Mr. Beauchamp, a Market Analyst at IG Group, broadcast that Barclays “is still playing catch up with its turn-around plan” and that it is one year into a five year plan which was set about by CEO Anthony Jenkins, with Mr. Beauchamp casting some questionability as to whether Mr. Jenkins will still be in his leadership post four years from now to see the end of the proposed plan.
Further, Mr. Beauchamp stated that one of the largest contributing factors toward the bank’s difficult situation has been fixed income credit currencies, in a similar way to the bank’s US based counterparts.
He continued “the investment banking division is less active, and certainly far less so than the heady days of the Bob Diamond era.”
Mr. Beauchamp’s commentary was highly critical of Barclays’ method of restructuring, stating that these measures are “too little too late, and the bank should have hived off the bad banking business years ago to try to get a head start, but it is too late for that now” and that the effect on the share price now dictates that investors have to stay with the bank long term.
Mr Jenkins made clear to the Daily Mail that he hopes the changes will draw a line under a turbulent period for the bank.
He said: ‘We will be a focused international bank, operating only in areas where we have capability, scale and competitive advantage. “In the future, Barclays will be leaner, stronger, much better balanced and well positioned to deliver lower volatility, higher returns, and growth.”

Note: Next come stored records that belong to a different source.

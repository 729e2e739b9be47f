//! Feedback interpreter
//!
//! Submits a complete evidence batch and maps the service's answer to a
//! round outcome. Lesson ids are validated before anything is sent; a
//! malformed id never reaches the scoring service.

use std::time::Duration;

use signa_core::{EvidenceBatch, LessonId, Outcome, SignaError};
use signa_scoring::ScoringService;
use tokio::time::timeout;
use tracing::{error, info, warn};

/// Application-level bound on one scoring call
pub const DEFAULT_SCORING_TIMEOUT: Duration = Duration::from_secs(15);

/// Maps scoring results to outcomes
pub struct FeedbackInterpreter<S> {
    service: S,
    timeout: Duration,
}

impl<S: ScoringService> FeedbackInterpreter<S> {
    pub fn new(service: S) -> Self {
        Self::with_timeout(service, DEFAULT_SCORING_TIMEOUT)
    }

    pub fn with_timeout(service: S, timeout: Duration) -> Self {
        Self { service, timeout }
    }

    pub fn service(&self) -> &S {
        &self.service
    }

    /// Validate a raw lesson id, then submit
    pub async fn submit(&self, lesson: &str, batch: &EvidenceBatch) -> Outcome {
        match LessonId::parse(lesson) {
            Ok(lesson) => self.submit_validated(lesson, batch).await,
            Err(e) => {
                error!(lesson, "Refusing to submit evidence for an invalid lesson id");
                Outcome::Error(e)
            }
        }
    }

    /// Submit for an already validated lesson
    pub async fn submit_validated(&self, lesson: LessonId, batch: &EvidenceBatch) -> Outcome {
        match timeout(self.timeout, self.service.evaluate(lesson, batch)).await {
            Ok(Ok(result)) => {
                let outcome = Outcome::from_result(&result);
                info!(
                    %lesson,
                    score = result.score_percent(),
                    correct = outcome.is_success(),
                    "Attempt scored"
                );
                outcome
            }
            Ok(Err(e)) => {
                warn!(%lesson, error = %e, "Scoring service failed");
                Outcome::Error(e)
            }
            Err(_) => {
                warn!(%lesson, timeout = ?self.timeout, "Scoring service timed out");
                Outcome::Error(SignaError::ScoringTimeout(self.timeout))
            }
        }
    }
}

#[cfg(test)]
mod tests {
    use super::*;
    use async_trait::async_trait;
    use signa_core::{Evidence, ScoreResult, SignaResult, StillImage, DEFAULT_RETRY_MESSAGE};
    use std::sync::atomic::{AtomicU32, Ordering};

    struct CannedService {
        result: SignaResult<ScoreResult>,
        delay: Duration,
        calls: AtomicU32,
    }

    impl CannedService {
        fn new(result: SignaResult<ScoreResult>) -> Self {
            Self {
                result,
                delay: Duration::ZERO,
                calls: AtomicU32::new(0),
            }
        }
    }

    #[async_trait]
    impl ScoringService for CannedService {
        async fn evaluate(&self, _lesson: LessonId, _batch: &EvidenceBatch) -> SignaResult<ScoreResult> {
            self.calls.fetch_add(1, Ordering::SeqCst);
            tokio::time::sleep(self.delay).await;
            self.result.clone()
        }
    }

    fn batch() -> EvidenceBatch {
        EvidenceBatch::single(Evidence::Image(StillImage::jpeg(vec![0xFF, 0xD8], 1, 1)))
    }

    #[tokio::test]
    async fn test_correct_is_success() {
        let interpreter = FeedbackInterpreter::new(CannedService::new(Ok(ScoreResult::new(true, 0.7, None))));
        assert_eq!(
            interpreter.submit("3", &batch()).await,
            Outcome::Success { score_percent: 70 }
        );
    }

    #[tokio::test]
    async fn test_full_score_is_success() {
        let interpreter = FeedbackInterpreter::new(CannedService::new(Ok(ScoreResult::new(false, 1.0, None))));
        assert!(interpreter.submit("3", &batch()).await.is_success());
    }

    #[tokio::test]
    async fn test_rejection_is_retry() {
        let interpreter = FeedbackInterpreter::new(CannedService::new(Ok(ScoreResult::new(
            false,
            0.42,
            Some("Curl your fingers".to_string()),
        ))));
        assert_eq!(
            interpreter.submit("3", &batch()).await,
            Outcome::Retry {
                feedback: "Curl your fingers".to_string(),
                score_percent: 42
            }
        );
    }

    #[tokio::test]
    async fn test_missing_feedback_still_retries() {
        let interpreter = FeedbackInterpreter::new(CannedService::new(Ok(ScoreResult::new(false, 0.1, None))));
        match interpreter.submit("3", &batch()).await {
            Outcome::Retry { feedback, score_percent } => {
                assert_eq!(feedback, DEFAULT_RETRY_MESSAGE);
                assert_eq!(score_percent, 10);
            }
            other => panic!("unexpected outcome {other:?}"),
        }
    }

    #[tokio::test]
    async fn test_invalid_lesson_never_calls_service() {
        let interpreter = FeedbackInterpreter::new(CannedService::new(Ok(ScoreResult::new(true, 1.0, None))));
        let outcome = interpreter.submit("abc", &batch()).await;

        assert_eq!(outcome, Outcome::Error(SignaError::InvalidLessonId("abc".to_string())));
        assert_eq!(interpreter.service().calls.load(Ordering::SeqCst), 0);
    }

    #[tokio::test]
    async fn test_service_error_is_error() {
        let interpreter = FeedbackInterpreter::new(CannedService::new(Err(SignaError::ScoringService(
            "HTTP 502".to_string(),
        ))));
        assert!(interpreter.submit("3", &batch()).await.is_error());
    }

    #[tokio::test(start_paused = true)]
    async fn test_slow_service_times_out() {
        let service = CannedService {
            delay: Duration::from_secs(60),
            ..CannedService::new(Ok(ScoreResult::new(true, 1.0, None)))
        };
        let interpreter = FeedbackInterpreter::with_timeout(service, Duration::from_secs(15));

        assert_eq!(
            interpreter.submit("3", &batch()).await,
            Outcome::Error(SignaError::ScoringTimeout(Duration::from_secs(15)))
        );
    }
}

‘My goal is unchanged: to create a Barclays that does business in the right way, with the right values, and delivers the returns that our shareholders deserve” continued Mr. Jenkins.
The move is a major change for the company which became notorious for its so-called ‘casino banking’ under its former chief executive Bob Diamond. While Barclays survived the financial crisis without a taxpayer-funded bailout – unlike RBS and Lloyds – it did not escape the wrath of politicians. David Cameron led a furious attack on the culture of the bank after it admitted traders had manipulated key interest rates.
Today, LeapRate reported that Barclays FX traders in London are generally in receipt of higher remuneration packages than their peers at HSBC and RBS, banks which are also party to the lion’s share of FX order flow, and that there is a general consensus that RBS and HSBC offer poor packages to their traders, despite far better corporate performance.
At height of the libor rate-fixing scandal, the Prime Minister blasted: “People have to take responsibility for the actions and show how they’re going to be accountable for these actions. “It’s very important that goes all the way to the top of the organisation.” Whether this was backed with the conviction of a true leader, or pure soundbite is yet to be proven, as Britain’s governmental grasp of fiscal policy has been somewhat questionable since Margaret Thatcher’s departure 24 years ago.
Mr Diamond resigned just days after Mr. Cameron’s remarks, to be replaced by Mr Jenkins who has spent two years overhauling the firm.